## Requirement
All that is needed is each line of the entries holding the word "services", copied as it stands.

## Available data
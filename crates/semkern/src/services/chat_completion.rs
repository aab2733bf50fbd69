use super::{AiService, PromptExecutionSettings};
use crate::contents::{ChatHistory, ChatMessage};
use crate::error::CompletionError;
use crate::function_choice::FunctionChoice;
use crate::functions::FunctionMetadata;

/// One round trip's request to a chat completion backend.
#[derive(Debug, Clone, Copy)]
pub struct ChatCompletionRequest<'a> {
    /// The conversation so far.
    pub chat_history: &'a ChatHistory,
    /// Functions to advertise to the model.
    pub functions: &'a [FunctionMetadata],
    /// How the model may use the advertised functions, if function calling is configured.
    pub function_choice: Option<FunctionChoice>,
    /// The settings selected for this request.
    pub settings: Option<&'a PromptExecutionSettings>,
    /// 1-based index of the round trip within the current run.
    pub request_index: usize,
}

impl<'a> ChatCompletionRequest<'a> {
    /// Creates a request that advertises no functions.
    pub fn new(chat_history: &'a ChatHistory) -> Self {
        Self {
            chat_history,
            functions: &[],
            function_choice: None,
            settings: None,
            request_index: 1,
        }
    }
}

/// A backend that answers a chat history with an assistant message.
///
/// Implementations translate the advertised functions into their wire schema and return
/// the function calls the model made as [`FunctionCallContent`](crate::FunctionCallContent)
/// items of the returned message.
#[async_trait::async_trait]
pub trait ChatCompletionService: AiService {
    /// Performs one round trip.
    async fn complete(
        &self,
        request: ChatCompletionRequest<'_>,
    ) -> Result<ChatMessage, CompletionError>;
}
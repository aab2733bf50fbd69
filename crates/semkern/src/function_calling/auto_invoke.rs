use super::FunctionCallsProcessor;
use crate::contents::{ChatHistory, ChatMessage};
use crate::error::KernelError;
use crate::functions::FunctionMetadata;
use crate::kernel::Kernel;
use crate::services::{ChatCompletionRequest, ChatCompletionService, PromptExecutionSettings};

/// Drives round trips with a chat completion service until the model answers without
/// function calls that should be auto-invoked.
///
/// Each round trip resolves the function choice behavior of the settings, sends the
/// history and the advertised functions to the service, and either returns the response
/// or invokes the requested functions and loops. The attempt ceiling of the
/// [`FunctionCallsProcessor`] guarantees termination.
pub struct FunctionCallingLoop<'a> {
    service: &'a dyn ChatCompletionService,
    kernel: Option<&'a Kernel>,
    settings: Option<&'a PromptExecutionSettings>,
    processor: Option<FunctionCallsProcessor>,
}

impl<'a> FunctionCallingLoop<'a> {
    /// Creates a loop without a kernel or settings.
    pub fn new(service: &'a dyn ChatCompletionService) -> Self {
        Self {
            service,
            kernel: None,
            settings: None,
            processor: None,
        }
    }

    /// Sets the kernel whose functions are invoked.
    ///
    /// Unless a processor is set, the attempt ceiling comes from the kernel config.
    pub fn with_kernel(mut self, kernel: &'a Kernel) -> Self {
        self.kernel = Some(kernel);
        self
    }

    /// Sets the execution settings sent with each request.
    pub fn with_settings(mut self, settings: Option<&'a PromptExecutionSettings>) -> Self {
        self.settings = settings;
        self
    }

    /// Sets the processor, taking precedence over the kernel's attempt ceiling.
    pub fn with_processor(mut self, processor: FunctionCallsProcessor) -> Self {
        self.processor = Some(processor);
        self
    }

    fn processor(&self) -> FunctionCallsProcessor {
        self.processor.unwrap_or_else(|| match self.kernel {
            Some(kernel) => FunctionCallsProcessor::new()
                .with_max_auto_invoke_attempts(kernel.config().max_auto_invoke_attempts),
            None => FunctionCallsProcessor::new(),
        })
    }

    /// Runs round trips until a terminal response, which is appended to the history and
    /// returned.
    pub async fn run(&self, chat_history: &mut ChatHistory) -> Result<ChatMessage, KernelError> {
        let behavior = self
            .settings
            .and_then(|settings| settings.function_choice_behavior.as_deref());
        let processor = self.processor();
        let mut request_index = 1;
        loop {
            let config = processor.get_configuration(
                behavior,
                request_index,
                chat_history,
                self.kernel,
            )?;
            let functions = config
                .iter()
                .flat_map(|config| config.functions.iter())
                .map(|function| function.metadata().clone())
                .collect::<Vec<FunctionMetadata>>();

            tracing::debug!(
                target: "semkern",
                service_id = self.service.service_id(),
                request_index,
                functions = functions.len(),
                "sending chat completion request"
            );
            let request = ChatCompletionRequest {
                chat_history: &*chat_history,
                functions: &functions,
                function_choice: config.as_ref().map(|config| config.choice),
                settings: self.settings,
                request_index,
            };
            let response = self.service.complete(request).await?;

            let config = match config {
                Some(config) if config.auto_invoke && response.has_function_calls() => config,
                _ => {
                    chat_history.push(response.clone());
                    return Ok(response);
                }
            };

            if request_index > 1 {
                tracing::info!(target: "semkern", "Current request index: {request_index}");
            }
            processor
                .process_function_calls(
                    response,
                    chat_history,
                    |call| config.is_advertised(&call.function_name, call.plugin_name.as_deref()),
                    self.kernel,
                )
                .await?;
            request_index += 1;
        }
    }
}

impl std::fmt::Debug for FunctionCallingLoop<'_> {
    fn fmt(&self, f: &mut std::fmt::Formatter<'_>) -> std::fmt::Result {
        f.debug_struct("FunctionCallingLoop")
            .field("service_id", &self.service.service_id())
            .field("settings", &self.settings)
            .field("processor", &self.processor())
            .finish_non_exhaustive()
    }
}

## Result
filename crates/semkern/src/services/chat_completion.rs
use crate::services::{ChatCompletionRequest, ChatCompletionService, PromptExecutionSettings};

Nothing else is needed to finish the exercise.